======== Data for analysis ========

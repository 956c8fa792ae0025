use crate::config::Settings;
use crate::llm::error::LlmCallError;
use crate::llm::{GenerateRequest, Provider, TextModel};
use anyhow::Context;
use serde::{Deserialize, Serialize};
use std::time::Duration;

const DEFAULT_BASE_URL: &str = "https://generativelanguage.googleapis.com";
const DEFAULT_TIMEOUT_SECS: u64 = 60;

/// Thin client over the Gemini `generateContent` REST endpoint. Model
/// selection lives with the callers (the failover loops), not here.
#[derive(Debug, Clone)]
pub struct GeminiClient {
    http: reqwest::Client,
    api_key: String,
    base_url: String,
}

impl GeminiClient {
    pub fn from_settings(settings: &Settings) -> anyhow::Result<Self> {
        let api_key = settings.require_gemini_api_key()?.to_string();
        let base_url =
            std::env::var("GEMINI_BASE_URL").unwrap_or_else(|_| DEFAULT_BASE_URL.to_string());
        let timeout_secs = std::env::var("GEMINI_TIMEOUT_SECS")
            .ok()
            .and_then(|s| s.parse::<u64>().ok())
            .unwrap_or(DEFAULT_TIMEOUT_SECS);

        let http = reqwest::Client::builder()
            .timeout(Duration::from_secs(timeout_secs))
            .build()
            .context("failed to build Gemini http client")?;

        Ok(Self {
            http,
            api_key,
            base_url,
        })
    }
}

#[async_trait::async_trait]
impl TextModel for GeminiClient {
    fn provider(&self) -> Provider {
        Provider::Gemini
    }

    async fn generate(&self, req: GenerateRequest) -> anyhow::Result<String> {
        let url = format!(
            "{}/v1beta/models/{}:generateContent",
            self.base_url.trim_end_matches('/'),
            req.model
        );

        let body = GenerateContentRequest {
            contents: vec![RequestContent {
                parts: vec![RequestPart { text: &req.prompt }],
            }],
            generation_config: req.json_output.then_some(GenerationConfig {
                response_mime_type: "application/json",
            }),
        };

        let res = self
            .http
            .post(url)
            .header("x-goog-api-key", &self.api_key)
            .json(&body)
            .send()
            .await
            .context("Gemini request failed")?;

        let status = res.status();
        let text = res
            .text()
            .await
            .context("failed to read Gemini response body")?;
        if !status.is_success() {
            return Err(LlmCallError {
                provider: Provider::Gemini,
                stage: "http",
                detail: format!("model={} status={status}", req.model),
                raw_output: Some(text),
            }
            .into());
        }

        let parsed = serde_json::from_str::<GenerateContentResponse>(&text)
            .with_context(|| format!("failed to parse Gemini response JSON: {text}"))?;

        let out = parsed.text();
        if out.is_empty() {
            return Err(LlmCallError {
                provider: Provider::Gemini,
                stage: "extract",
                detail: format!("model={}: response contained no text parts", req.model),
                raw_output: Some(text),
            }
            .into());
        }
        Ok(out)
    }
}

#[derive(Debug, Serialize)]
#[serde(rename_all = "camelCase")]
struct GenerateContentRequest<'a> {
    contents: Vec<RequestContent<'a>>,
    #[serde(skip_serializing_if = "Option::is_none")]
    generation_config: Option<GenerationConfig>,
}

#[derive(Debug, Serialize)]
struct RequestContent<'a> {
    parts: Vec<RequestPart<'a>>,
}

#[derive(Debug, Serialize)]
struct RequestPart<'a> {
    text: &'a str,
}

#[derive(Debug, Serialize)]
#[serde(rename_all = "camelCase")]
struct GenerationConfig {
    response_mime_type: &'static str,
}

#[derive(Debug, Deserialize)]
struct GenerateContentResponse {
    #[serde(default)]
    candidates: Vec<Candidate>,
}

#[derive(Debug, Deserialize)]
struct Candidate {
    #[serde(default)]
    content: Option<ResponseContent>,
}

#[derive(Debug, Deserialize)]
struct ResponseContent {
    #[serde(default)]
    parts: Vec<ResponsePart>,
}

#[derive(Debug, Deserialize)]
struct ResponsePart {
    #[serde(default)]
    text: String,
}

impl GenerateContentResponse {
    fn text(&self) -> String {
        let mut out = String::new();
        let Some(content) = self.candidates.first().and_then(|c| c.content.as_ref()) else {
            return out;
        };
        for part in &content.parts {
            if part.text.is_empty() {
                continue;
            }
            if !out.is_empty() {
                out.push('\n');
            }
            out.push_str(&part.text);
        }
        out
    }
}

#[cfg(test)]
mod tests {
    use super::*;
    use serde_json::json;

    #[test]
    fn extracts_text_from_first_candidate() {
        let v = json!({
            "candidates": [
                {"content": {"parts": [{"text": "hello"}], "role": "model"}},
                {"content": {"parts": [{"text": "ignored"}]}}
            ]
        });

        let res: GenerateContentResponse = serde_json::from_value(v).unwrap();
        assert_eq!(res.text(), "hello");
    }

    #[test]
    fn joins_multiple_parts_with_newlines() {
        let v = json!({
            "candidates": [
                {"content": {"parts": [{"text": "a"}, {"text": "b"}]}}
            ]
        });

        let res: GenerateContentResponse = serde_json::from_value(v).unwrap();
        assert_eq!(res.text(), "a\nb");
    }

    #[test]
    fn empty_candidates_yield_empty_text() {
        let v = json!({"candidates": []});
        let res: GenerateContentResponse = serde_json::from_value(v).unwrap();
        assert_eq!(res.text(), "");

        let v = json!({});
        let res: GenerateContentResponse = serde_json::from_value(v).unwrap();
        assert_eq!(res.text(), "");
    }

    #[test]
    fn request_serializes_json_mode_config() {
        let body = GenerateContentRequest {
            contents: vec![RequestContent {
                parts: vec![RequestPart { text: "hi" }],
            }],
            generation_config: Some(GenerationConfig {
                response_mime_type: "application/json",
            }),
        };

        let v = serde_json::to_value(&body).unwrap();
        assert_eq!(v["contents"][0]["parts"][0]["text"], "hi");
        assert_eq!(
            v["generationConfig"]["responseMimeType"],
            "application/json"
        );
    }
}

========

=== Work task ===
Copy all the records above exactly, missing none.

=== Completed task ===
repository 956c8fa792ae0025
use crate::config::Settings;
use crate::llm::error::LlmCallError;
use crate::llm::{GenerateRequest, Provider, TextModel};
use anyhow::Context;
use serde::{Deserialize, Serialize};
use std::time::Duration;

const DEFAULT_BASE_URL: &str = "https://generativelanguage.googleapis.com";
const DEFAULT_TIMEOUT_SECS: u64 = 60;

/// Thin client over the Gemini `generateContent` REST endpoint. Model
/// selection lives with the callers (the failover loops), not here.
#[derive(Debug, Clone)]
pub struct GeminiClient {
    http: reqwest::Client,
    api_key: String,
    base_url: String,
}

impl GeminiClient {
    pub fn from_settings(settings: &Settings) -> anyhow::Result<Self> {
        let api_key = settings.require_gemini_api_key()?.to_string();
        let base_url =
            std::env::var("GEMINI_BASE_URL").unwrap_or_else(|_| DEFAULT_BASE_URL.to_string());
        let timeout_secs = std::env::var("GEMINI_TIMEOUT_SECS")
            .ok()
            .and_then(|s| s.parse::<u64>().ok())
            .unwrap_or(DEFAULT_TIMEOUT_SECS);

        let http = reqwest::Client::builder()
            .timeout(Duration::from_secs(timeout_secs))
            .build()
            .context("failed to build Gemini http client")?;

        Ok(Self {
            http,
            api_key,
            base_url,
        })
    }
}

#[async_trait::async_trait]
impl TextModel for GeminiClient {
    fn provider(&self) -> Provider {
        Provider::Gemini
    }

    async fn generate(&self, req: GenerateRequest) -> anyhow::Result<String> {
        let url = format!(
            "{}/v1beta/models/{}:generateContent",
            self.base_url.trim_end_matches('/'),
            req.model
        );

        let body = GenerateContentRequest {
            contents: vec![RequestContent {
                parts: vec![RequestPart { text: &req.prompt }],
            }],
            generation_config: req.json_output.then_some(GenerationConfig {
                response_mime_type: "application/json",
            }),
        };

        let res = self
            .http
            .post(url)
            .header("x-goog-api-key", &self.api_key)
            .json(&body)
            .send()
            .await
            .context("Gemini request failed")?;

        let status = res.status();
        let text = res
            .text()
            .await
            .context("failed to read Gemini response body")?;
        if !status.is_success() {
            return Err(LlmCallError {
                provider: Provider::Gemini,
                stage: "http",
                detail: format!("model={} status={status}", req.model),
                raw_output: Some(text),
            }
            .into());
        }

        let parsed = serde_json::from_str::<GenerateContentResponse>(&text)
            .with_context(|| format!("failed to parse Gemini response JSON: {text}"))?;

        let out = parsed.text();
        if out.is_empty() {
            return Err(LlmCallError {
                provider: Provider::Gemini,
                stage: "extract",
                detail: format!("model={}: response contained no text parts", req.model),
                raw_output: Some(text),
            }
            .into());
        }
        Ok(out)
    }
}

#[derive(Debug, Serialize)]
#[serde(rename_all = "camelCase")]
struct GenerateContentRequest<'a> {
    contents: Vec<RequestContent<'a>>,
    #[serde(skip_serializing_if = "Option::is_none")]
    generation_config: Option<GenerationConfig>,
}

#[derive(Debug, Serialize)]
struct RequestContent<'a> {
    parts: Vec<RequestPart<'a>>,
}

#[derive(Debug, Serialize)]
struct RequestPart<'a> {
    text: &'a str,
}

#[derive(Debug, Serialize)]
#[serde(rename_all = "camelCase")]
struct GenerationConfig {
    response_mime_type: &'static str,
}

#[derive(Debug, Deserialize)]
struct GenerateContentResponse {
    #[serde(default)]
    candidates: Vec<Candidate>,
}

#[derive(Debug, Deserialize)]
struct Candidate {
    #[serde(default)]
    content: Option<ResponseContent>,
}

#[derive(Debug, Deserialize)]
struct ResponseContent {
    #[serde(default)]
    parts: Vec<ResponsePart>,
}

#[derive(Debug, Deserialize)]
struct ResponsePart {
    #[serde(default)]
    text: String,
}

impl GenerateContentResponse {
    fn text(&self) -> String {
        let mut out = String::new();
        let Some(content) = self.candidates.first().and_then(|c| c.content.as_ref()) else {
            return out;
        };
        for part in &content.parts {
            if part.text.is_empty() {
                continue;
            }
            if !out.is_empty() {
                out.push('\n');
            }
            out.push_str(&part.text);
        }
        out
    }
}

#[cfg(test)]
mod tests {
    use super::*;
    use serde_json::json;

    #[test]
    fn extracts_text_from_first_candidate() {
        let v = json!({
            "candidates": [
                {"content": {"parts": [{"text": "hello"}], "role": "model"}},
                {"content": {"parts": [{"text": "ignored"}]}}
            ]
        });

        let res: GenerateContentResponse = serde_json::from_value(v).unwrap();
        assert_eq!(res.text(), "hello");
    }

    #[test]
    fn joins_multiple_parts_with_newlines() {
        let v = json!({
            "candidates": [
                {"content": {"parts": [{"text": "a"}, {"text": "b"}]}}
            ]
        });

        let res: GenerateContentResponse = serde_json::from_value(v).unwrap();
        assert_eq!(res.text(), "a\nb");
    }

    #[test]
    fn empty_candidates_yield_empty_text() {
        let v = json!({"candidates": []});
        let res: GenerateContentResponse = serde_json::from_value(v).unwrap();
        assert_eq!(res.text(), "");

        let v = json!({});
        let res: GenerateContentResponse = serde_json::from_value(v).unwrap();
        assert_eq!(res.text(), "");
    }

    #[test]
    fn request_serializes_json_mode_config() {
        let body = GenerateContentRequest {
            contents: vec![RequestContent {
                parts: vec![RequestPart { text: "hi" }],
            }],
            generation_config: Some(GenerationConfig {
                response_mime_type: "application/json",
            }),
        };

        let v = serde_json::to_value(&body).unwrap();
        assert_eq!(v["contents"][0]["parts"][0]["text"], "hi");
        assert_eq!(
            v["generationConfig"]["responseMimeType"],
            "application/json"
        );
    }
}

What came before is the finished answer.